Segment Open

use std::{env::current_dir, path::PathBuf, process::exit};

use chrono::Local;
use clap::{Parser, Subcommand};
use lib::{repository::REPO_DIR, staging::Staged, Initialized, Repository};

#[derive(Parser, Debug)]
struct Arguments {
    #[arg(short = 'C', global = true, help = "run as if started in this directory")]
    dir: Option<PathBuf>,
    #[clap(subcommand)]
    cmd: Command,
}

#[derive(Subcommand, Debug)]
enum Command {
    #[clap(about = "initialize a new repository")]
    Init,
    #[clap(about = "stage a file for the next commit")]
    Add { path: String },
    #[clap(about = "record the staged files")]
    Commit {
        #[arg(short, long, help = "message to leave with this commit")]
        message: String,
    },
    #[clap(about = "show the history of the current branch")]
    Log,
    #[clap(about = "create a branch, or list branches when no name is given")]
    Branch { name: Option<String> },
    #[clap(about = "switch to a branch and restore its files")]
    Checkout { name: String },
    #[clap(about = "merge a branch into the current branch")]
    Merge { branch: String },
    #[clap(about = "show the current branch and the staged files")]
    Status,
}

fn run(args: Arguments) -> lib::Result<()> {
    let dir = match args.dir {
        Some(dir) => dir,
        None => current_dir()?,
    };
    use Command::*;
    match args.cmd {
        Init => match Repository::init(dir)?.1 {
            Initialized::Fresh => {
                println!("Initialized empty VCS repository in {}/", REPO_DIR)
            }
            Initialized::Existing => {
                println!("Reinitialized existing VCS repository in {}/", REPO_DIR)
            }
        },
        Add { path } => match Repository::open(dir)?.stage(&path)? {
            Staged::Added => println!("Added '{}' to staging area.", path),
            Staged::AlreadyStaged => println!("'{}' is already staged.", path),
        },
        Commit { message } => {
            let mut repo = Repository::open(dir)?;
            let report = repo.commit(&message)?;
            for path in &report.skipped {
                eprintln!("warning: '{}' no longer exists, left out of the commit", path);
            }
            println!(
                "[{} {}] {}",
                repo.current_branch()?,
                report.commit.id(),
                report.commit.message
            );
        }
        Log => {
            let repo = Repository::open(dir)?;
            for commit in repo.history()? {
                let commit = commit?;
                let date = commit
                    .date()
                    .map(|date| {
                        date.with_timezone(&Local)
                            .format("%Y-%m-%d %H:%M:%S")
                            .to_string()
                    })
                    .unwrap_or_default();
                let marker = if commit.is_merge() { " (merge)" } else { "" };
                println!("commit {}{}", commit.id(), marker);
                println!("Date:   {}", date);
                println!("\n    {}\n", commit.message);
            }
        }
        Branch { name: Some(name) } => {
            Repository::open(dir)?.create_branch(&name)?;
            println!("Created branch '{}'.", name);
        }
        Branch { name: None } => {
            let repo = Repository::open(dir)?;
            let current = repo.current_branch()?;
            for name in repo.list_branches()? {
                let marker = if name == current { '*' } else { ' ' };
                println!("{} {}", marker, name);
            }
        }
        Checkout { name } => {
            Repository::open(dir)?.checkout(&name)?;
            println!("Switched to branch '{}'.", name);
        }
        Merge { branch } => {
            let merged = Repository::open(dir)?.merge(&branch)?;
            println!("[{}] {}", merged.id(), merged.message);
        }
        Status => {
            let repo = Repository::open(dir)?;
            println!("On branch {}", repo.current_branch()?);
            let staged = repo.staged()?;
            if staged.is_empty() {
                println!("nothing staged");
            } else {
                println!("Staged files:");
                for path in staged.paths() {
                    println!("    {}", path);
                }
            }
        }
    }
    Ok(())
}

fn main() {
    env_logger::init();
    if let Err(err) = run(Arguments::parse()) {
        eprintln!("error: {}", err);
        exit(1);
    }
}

Segment Closed
Segment Open

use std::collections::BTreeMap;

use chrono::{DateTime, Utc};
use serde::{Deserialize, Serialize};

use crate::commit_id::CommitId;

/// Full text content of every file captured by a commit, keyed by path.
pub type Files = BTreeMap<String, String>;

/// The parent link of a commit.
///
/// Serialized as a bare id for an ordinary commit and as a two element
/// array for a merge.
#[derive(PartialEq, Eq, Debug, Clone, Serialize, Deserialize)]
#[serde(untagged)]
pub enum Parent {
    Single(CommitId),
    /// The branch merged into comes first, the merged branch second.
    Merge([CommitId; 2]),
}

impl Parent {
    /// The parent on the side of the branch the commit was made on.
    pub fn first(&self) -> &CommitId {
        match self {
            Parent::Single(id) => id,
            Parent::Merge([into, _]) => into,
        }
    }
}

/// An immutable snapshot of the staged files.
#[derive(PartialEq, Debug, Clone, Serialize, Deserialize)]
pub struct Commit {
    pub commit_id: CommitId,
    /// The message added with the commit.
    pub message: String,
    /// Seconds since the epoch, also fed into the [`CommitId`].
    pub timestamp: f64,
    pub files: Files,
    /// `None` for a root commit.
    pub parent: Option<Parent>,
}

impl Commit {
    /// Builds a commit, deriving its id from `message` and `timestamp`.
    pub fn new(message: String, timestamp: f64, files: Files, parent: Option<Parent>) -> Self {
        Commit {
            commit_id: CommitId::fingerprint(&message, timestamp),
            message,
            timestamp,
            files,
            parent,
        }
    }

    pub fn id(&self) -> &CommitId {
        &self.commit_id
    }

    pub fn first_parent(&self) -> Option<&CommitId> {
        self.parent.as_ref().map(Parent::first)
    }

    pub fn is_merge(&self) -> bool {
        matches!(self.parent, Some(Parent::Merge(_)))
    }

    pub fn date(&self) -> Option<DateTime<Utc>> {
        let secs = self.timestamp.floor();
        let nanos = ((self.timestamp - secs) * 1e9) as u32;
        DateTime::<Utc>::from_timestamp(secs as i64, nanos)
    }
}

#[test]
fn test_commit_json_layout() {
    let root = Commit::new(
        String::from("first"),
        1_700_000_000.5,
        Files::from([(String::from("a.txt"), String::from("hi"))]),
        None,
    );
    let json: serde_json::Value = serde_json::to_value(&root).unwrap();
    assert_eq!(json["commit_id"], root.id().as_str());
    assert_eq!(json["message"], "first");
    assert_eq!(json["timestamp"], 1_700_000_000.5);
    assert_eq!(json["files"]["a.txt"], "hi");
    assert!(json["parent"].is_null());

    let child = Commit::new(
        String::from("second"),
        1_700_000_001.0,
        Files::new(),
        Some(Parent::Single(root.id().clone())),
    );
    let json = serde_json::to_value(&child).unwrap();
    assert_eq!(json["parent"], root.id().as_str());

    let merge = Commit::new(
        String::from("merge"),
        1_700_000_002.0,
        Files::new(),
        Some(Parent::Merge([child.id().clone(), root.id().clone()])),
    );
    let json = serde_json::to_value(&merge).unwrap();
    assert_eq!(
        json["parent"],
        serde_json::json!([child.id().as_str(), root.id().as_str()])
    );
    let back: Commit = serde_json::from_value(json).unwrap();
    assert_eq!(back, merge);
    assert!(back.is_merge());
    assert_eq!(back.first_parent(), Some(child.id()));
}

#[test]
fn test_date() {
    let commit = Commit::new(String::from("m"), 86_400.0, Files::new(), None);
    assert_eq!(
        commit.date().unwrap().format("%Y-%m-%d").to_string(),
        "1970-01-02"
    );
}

Segment Closed

Work request — Could you transcribe the entries above word for word, from the line with "let current = repo.current_branch()?;" down to the line with "for path in staged.paths()", keeping both?

Written reply —
            let current = repo.current_branch()?;
            for name in repo.list_branches()? {
                let marker = if name == current { '*' } else { ' ' };
                println!("{} {}", marker, name);
            }
        }
        Checkout { name } => {
            Repository::open(dir)?.checkout(&name)?;
            println!("Switched to branch '{}'.", name);
        }
        Merge { branch } => {
            let merged = Repository::open(dir)?.merge(&branch)?;
            println!("[{}] {}", merged.id(), merged.message);
        }
        Status => {
            let repo = Repository::open(dir)?;
            println!("On branch {}", repo.current_branch()?);
            let staged = repo.staged()?;
            if staged.is_empty() {
                println!("nothing staged");
            } else {
                println!("Staged files:");
                for path in staged.paths() {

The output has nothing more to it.